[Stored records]
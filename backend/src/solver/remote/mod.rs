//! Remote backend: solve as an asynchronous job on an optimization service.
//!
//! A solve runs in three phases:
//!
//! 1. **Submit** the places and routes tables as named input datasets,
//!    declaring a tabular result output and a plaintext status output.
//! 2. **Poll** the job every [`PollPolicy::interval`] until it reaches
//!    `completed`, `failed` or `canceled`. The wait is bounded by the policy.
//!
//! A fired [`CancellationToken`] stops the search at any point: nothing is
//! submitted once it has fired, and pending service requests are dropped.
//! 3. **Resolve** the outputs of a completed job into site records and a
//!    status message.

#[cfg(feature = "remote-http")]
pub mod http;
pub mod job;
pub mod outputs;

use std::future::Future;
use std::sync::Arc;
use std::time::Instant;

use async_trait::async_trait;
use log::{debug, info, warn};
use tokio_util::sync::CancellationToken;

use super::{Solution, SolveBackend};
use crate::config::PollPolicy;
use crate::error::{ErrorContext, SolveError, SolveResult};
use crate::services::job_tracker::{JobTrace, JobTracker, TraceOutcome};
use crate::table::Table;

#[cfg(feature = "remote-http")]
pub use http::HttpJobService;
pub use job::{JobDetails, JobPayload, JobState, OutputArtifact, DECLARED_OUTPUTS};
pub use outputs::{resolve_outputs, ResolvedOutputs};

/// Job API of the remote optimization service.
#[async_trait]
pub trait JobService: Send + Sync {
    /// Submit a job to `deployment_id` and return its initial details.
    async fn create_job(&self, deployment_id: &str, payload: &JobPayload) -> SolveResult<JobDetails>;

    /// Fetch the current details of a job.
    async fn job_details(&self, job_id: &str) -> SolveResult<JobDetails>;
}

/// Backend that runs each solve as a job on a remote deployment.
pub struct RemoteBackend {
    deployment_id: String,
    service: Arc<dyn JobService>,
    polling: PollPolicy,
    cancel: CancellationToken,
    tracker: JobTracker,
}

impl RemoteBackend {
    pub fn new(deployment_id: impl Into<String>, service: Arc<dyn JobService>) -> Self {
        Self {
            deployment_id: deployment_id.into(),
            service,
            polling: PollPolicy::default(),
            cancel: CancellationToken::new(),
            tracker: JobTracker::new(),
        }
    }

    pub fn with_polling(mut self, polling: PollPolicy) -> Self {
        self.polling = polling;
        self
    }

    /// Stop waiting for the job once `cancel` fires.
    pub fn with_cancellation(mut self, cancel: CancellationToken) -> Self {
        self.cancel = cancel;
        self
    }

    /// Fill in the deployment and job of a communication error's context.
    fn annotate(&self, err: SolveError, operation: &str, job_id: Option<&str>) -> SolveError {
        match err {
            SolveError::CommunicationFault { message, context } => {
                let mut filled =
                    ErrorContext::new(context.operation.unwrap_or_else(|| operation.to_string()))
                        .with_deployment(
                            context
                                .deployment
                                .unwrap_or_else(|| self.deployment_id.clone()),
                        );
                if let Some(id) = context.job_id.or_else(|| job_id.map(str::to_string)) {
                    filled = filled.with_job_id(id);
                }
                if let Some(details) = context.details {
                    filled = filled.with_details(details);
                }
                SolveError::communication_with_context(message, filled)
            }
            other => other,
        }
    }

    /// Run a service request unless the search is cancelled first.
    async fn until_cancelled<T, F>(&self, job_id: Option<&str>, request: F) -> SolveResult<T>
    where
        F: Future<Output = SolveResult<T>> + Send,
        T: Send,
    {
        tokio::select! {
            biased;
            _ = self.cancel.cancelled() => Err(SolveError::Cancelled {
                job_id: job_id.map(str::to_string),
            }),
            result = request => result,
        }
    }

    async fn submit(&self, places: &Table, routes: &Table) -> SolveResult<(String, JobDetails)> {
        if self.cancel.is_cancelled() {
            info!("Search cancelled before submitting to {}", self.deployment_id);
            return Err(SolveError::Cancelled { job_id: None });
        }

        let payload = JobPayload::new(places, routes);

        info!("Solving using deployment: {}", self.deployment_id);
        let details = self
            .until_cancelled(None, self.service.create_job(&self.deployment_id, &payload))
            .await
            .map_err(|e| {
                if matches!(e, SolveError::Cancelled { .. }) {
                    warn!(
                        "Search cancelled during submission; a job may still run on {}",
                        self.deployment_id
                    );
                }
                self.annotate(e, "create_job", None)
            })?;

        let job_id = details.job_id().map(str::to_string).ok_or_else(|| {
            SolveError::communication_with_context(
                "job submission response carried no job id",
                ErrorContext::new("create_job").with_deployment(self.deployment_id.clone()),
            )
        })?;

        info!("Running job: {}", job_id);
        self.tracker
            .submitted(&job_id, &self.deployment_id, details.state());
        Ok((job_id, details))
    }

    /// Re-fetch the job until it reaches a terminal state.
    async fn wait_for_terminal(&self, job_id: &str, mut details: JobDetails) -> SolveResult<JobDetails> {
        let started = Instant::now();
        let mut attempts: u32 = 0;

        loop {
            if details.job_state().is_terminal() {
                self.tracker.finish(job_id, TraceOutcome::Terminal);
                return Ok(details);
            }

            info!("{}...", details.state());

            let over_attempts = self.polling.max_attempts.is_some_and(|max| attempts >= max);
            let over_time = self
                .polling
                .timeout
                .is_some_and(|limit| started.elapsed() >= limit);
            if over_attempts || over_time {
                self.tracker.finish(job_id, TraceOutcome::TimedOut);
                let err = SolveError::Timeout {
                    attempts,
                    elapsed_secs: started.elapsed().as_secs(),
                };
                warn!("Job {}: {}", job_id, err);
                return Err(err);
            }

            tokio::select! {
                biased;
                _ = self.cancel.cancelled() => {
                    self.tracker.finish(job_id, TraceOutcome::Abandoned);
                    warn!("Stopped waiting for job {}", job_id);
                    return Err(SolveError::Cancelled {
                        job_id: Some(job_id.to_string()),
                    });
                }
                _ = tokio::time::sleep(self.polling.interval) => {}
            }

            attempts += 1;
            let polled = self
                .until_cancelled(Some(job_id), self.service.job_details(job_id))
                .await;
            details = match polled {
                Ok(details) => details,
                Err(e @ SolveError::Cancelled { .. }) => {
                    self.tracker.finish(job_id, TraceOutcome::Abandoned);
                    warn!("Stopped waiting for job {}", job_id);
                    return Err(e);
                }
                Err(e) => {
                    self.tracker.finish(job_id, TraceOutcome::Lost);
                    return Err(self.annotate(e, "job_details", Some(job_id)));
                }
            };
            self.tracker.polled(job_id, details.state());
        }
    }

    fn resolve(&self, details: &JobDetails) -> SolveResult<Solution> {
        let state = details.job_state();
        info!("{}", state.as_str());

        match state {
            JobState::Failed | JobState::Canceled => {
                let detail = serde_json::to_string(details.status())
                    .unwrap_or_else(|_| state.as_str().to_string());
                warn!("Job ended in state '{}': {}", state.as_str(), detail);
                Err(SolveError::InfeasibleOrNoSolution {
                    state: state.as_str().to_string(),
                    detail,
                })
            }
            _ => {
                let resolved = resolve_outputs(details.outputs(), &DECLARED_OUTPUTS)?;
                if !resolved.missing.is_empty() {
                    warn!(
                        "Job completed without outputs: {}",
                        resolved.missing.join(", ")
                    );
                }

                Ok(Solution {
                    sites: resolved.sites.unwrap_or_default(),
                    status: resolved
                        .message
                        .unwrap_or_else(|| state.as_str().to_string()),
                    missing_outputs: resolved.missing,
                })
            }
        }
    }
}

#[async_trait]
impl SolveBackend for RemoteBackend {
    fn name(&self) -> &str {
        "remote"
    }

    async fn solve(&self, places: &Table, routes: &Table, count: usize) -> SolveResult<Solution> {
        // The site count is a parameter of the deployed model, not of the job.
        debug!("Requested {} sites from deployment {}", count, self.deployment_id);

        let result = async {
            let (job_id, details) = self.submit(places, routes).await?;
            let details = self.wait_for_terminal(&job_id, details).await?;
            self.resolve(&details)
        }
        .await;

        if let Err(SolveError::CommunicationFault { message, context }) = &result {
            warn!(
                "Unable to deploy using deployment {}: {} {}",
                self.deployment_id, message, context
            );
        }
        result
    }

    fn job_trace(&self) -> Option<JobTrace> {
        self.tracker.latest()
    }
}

---

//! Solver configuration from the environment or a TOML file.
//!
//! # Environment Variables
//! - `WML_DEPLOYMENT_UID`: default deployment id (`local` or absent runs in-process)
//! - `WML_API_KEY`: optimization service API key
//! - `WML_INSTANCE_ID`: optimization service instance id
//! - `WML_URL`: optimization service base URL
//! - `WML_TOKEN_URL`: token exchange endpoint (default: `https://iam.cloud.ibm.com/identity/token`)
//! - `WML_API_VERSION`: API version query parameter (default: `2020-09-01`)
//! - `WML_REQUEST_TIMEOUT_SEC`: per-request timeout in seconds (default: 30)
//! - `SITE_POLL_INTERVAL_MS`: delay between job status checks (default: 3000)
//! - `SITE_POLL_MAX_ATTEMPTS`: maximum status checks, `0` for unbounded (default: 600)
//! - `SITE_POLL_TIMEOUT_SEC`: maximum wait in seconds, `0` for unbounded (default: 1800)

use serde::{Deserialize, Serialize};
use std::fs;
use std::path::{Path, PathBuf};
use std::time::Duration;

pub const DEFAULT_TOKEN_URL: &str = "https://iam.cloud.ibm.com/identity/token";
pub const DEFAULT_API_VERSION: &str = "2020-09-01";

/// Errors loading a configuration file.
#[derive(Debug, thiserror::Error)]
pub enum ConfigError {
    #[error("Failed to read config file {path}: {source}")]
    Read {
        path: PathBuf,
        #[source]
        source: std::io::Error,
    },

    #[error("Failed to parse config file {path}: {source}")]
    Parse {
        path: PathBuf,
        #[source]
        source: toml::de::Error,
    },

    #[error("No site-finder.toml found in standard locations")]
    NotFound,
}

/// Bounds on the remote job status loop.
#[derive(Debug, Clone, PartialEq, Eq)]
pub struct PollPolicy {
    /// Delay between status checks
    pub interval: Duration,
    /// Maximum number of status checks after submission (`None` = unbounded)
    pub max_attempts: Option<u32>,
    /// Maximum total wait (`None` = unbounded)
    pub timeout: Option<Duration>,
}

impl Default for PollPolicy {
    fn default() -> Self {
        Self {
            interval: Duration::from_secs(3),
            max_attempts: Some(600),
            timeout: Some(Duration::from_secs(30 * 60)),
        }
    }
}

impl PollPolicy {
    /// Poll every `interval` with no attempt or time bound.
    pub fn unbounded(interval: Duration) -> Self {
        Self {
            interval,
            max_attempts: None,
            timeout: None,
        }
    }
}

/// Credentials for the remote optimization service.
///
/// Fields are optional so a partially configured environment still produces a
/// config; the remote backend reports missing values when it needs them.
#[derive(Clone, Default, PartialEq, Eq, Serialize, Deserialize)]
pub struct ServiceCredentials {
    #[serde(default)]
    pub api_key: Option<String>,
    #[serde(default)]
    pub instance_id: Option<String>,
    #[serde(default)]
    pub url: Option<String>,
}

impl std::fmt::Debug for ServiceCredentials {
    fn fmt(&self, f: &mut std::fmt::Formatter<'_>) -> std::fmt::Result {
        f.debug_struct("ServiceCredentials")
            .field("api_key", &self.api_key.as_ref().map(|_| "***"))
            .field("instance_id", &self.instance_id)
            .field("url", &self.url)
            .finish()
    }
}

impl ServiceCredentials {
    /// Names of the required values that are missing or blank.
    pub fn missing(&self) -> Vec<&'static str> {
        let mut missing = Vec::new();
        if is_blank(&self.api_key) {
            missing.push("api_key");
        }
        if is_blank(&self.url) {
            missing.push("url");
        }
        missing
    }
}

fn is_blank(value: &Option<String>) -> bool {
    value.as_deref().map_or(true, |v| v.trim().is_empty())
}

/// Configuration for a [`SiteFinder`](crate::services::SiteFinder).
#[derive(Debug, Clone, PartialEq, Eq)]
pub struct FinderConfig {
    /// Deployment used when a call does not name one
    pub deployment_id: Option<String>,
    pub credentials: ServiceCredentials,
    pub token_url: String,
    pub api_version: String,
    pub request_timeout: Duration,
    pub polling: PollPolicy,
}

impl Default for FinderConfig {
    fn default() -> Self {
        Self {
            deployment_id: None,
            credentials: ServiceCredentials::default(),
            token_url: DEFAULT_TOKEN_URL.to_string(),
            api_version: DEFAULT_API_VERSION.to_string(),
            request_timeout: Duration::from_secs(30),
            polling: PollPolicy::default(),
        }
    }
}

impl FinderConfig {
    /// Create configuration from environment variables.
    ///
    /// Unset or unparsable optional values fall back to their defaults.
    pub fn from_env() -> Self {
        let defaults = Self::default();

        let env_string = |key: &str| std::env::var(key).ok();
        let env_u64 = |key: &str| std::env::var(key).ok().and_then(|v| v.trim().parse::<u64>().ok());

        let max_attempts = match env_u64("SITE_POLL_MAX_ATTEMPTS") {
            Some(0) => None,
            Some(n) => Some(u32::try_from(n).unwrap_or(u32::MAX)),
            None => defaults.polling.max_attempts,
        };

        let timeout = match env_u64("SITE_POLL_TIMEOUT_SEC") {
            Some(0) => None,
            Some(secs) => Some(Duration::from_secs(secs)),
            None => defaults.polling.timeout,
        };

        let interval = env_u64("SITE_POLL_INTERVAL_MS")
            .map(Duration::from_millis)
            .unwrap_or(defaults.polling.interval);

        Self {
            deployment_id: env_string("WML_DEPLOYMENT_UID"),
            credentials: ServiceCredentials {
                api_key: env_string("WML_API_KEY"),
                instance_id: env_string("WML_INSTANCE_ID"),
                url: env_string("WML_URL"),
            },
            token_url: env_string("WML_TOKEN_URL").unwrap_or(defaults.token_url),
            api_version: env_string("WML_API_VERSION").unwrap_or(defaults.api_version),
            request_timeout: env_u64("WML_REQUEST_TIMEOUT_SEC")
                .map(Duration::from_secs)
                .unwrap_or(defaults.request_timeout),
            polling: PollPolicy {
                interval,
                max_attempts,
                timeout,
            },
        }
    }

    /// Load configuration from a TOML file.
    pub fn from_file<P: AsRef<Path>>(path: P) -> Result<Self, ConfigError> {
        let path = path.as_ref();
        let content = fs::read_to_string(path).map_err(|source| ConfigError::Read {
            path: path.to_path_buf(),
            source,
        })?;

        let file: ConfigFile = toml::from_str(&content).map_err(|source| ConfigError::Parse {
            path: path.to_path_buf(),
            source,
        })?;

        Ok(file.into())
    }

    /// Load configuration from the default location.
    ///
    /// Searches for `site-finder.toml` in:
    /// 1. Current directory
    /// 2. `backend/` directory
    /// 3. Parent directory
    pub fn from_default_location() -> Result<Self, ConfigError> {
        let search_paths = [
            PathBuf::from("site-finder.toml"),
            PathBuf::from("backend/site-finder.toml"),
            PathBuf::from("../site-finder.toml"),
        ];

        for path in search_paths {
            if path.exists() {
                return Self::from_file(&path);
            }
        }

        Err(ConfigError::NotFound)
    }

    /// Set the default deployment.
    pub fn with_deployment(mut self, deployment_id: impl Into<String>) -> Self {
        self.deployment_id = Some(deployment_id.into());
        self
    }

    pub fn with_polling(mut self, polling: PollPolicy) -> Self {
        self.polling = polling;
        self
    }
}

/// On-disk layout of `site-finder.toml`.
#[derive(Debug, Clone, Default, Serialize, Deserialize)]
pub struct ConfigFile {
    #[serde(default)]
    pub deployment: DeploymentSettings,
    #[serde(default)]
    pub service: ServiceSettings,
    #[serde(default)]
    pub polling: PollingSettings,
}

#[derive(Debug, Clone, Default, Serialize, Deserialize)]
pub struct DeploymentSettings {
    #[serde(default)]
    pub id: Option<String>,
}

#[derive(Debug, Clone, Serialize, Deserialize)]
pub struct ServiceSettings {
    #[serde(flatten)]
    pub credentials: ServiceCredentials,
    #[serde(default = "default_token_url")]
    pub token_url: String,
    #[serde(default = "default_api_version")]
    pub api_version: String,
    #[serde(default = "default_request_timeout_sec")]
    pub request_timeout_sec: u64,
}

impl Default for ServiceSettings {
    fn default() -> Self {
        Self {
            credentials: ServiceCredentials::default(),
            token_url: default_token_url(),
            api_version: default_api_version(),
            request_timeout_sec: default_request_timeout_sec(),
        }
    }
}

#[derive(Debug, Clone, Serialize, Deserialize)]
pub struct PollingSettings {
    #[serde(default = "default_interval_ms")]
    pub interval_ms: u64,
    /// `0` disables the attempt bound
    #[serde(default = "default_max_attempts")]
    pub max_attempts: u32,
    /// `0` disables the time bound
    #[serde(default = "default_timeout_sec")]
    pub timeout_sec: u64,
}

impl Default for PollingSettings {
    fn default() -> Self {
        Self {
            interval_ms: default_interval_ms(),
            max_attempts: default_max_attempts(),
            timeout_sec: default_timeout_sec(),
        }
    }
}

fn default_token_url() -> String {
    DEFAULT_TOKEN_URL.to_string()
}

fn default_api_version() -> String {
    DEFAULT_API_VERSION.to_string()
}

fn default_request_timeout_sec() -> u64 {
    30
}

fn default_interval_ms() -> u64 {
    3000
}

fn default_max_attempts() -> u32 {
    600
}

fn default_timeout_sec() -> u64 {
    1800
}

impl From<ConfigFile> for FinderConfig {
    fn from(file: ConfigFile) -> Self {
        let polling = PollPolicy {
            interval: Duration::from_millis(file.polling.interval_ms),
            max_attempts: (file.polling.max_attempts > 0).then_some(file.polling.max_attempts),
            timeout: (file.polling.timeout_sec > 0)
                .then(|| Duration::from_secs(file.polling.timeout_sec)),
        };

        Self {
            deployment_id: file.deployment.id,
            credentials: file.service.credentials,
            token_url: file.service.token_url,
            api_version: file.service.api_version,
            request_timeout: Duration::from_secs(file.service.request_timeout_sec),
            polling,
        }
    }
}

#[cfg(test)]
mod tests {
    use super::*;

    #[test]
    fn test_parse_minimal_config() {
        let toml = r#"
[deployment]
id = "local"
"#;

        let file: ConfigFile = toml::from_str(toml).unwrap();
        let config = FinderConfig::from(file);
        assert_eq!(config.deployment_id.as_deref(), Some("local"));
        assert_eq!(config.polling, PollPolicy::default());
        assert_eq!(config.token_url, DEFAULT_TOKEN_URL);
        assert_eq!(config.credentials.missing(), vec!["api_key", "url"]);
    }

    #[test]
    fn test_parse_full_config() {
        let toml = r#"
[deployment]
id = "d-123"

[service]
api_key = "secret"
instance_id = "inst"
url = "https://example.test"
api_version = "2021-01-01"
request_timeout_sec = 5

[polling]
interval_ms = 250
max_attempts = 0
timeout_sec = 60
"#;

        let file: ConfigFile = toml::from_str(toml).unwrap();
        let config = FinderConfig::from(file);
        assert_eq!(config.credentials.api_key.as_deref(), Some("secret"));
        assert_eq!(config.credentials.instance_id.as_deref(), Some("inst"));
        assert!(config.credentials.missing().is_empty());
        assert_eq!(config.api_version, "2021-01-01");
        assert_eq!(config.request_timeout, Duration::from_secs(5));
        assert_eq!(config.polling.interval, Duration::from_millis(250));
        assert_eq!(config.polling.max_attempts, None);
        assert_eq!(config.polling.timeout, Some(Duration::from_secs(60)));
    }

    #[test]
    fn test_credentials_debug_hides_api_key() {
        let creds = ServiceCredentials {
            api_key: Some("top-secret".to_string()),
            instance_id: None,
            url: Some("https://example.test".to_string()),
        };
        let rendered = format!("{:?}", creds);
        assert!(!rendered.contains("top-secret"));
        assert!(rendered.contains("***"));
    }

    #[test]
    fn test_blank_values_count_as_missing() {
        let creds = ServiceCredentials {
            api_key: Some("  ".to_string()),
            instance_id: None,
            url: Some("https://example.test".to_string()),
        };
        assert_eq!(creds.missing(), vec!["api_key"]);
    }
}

Task statement:
Which of the lines above carry the string "rendered"? Copy every one.

Response below:
        let rendered = format!("{:?}", creds);
        assert!(!rendered.contains("top-secret"));
        assert!(rendered.contains("***"));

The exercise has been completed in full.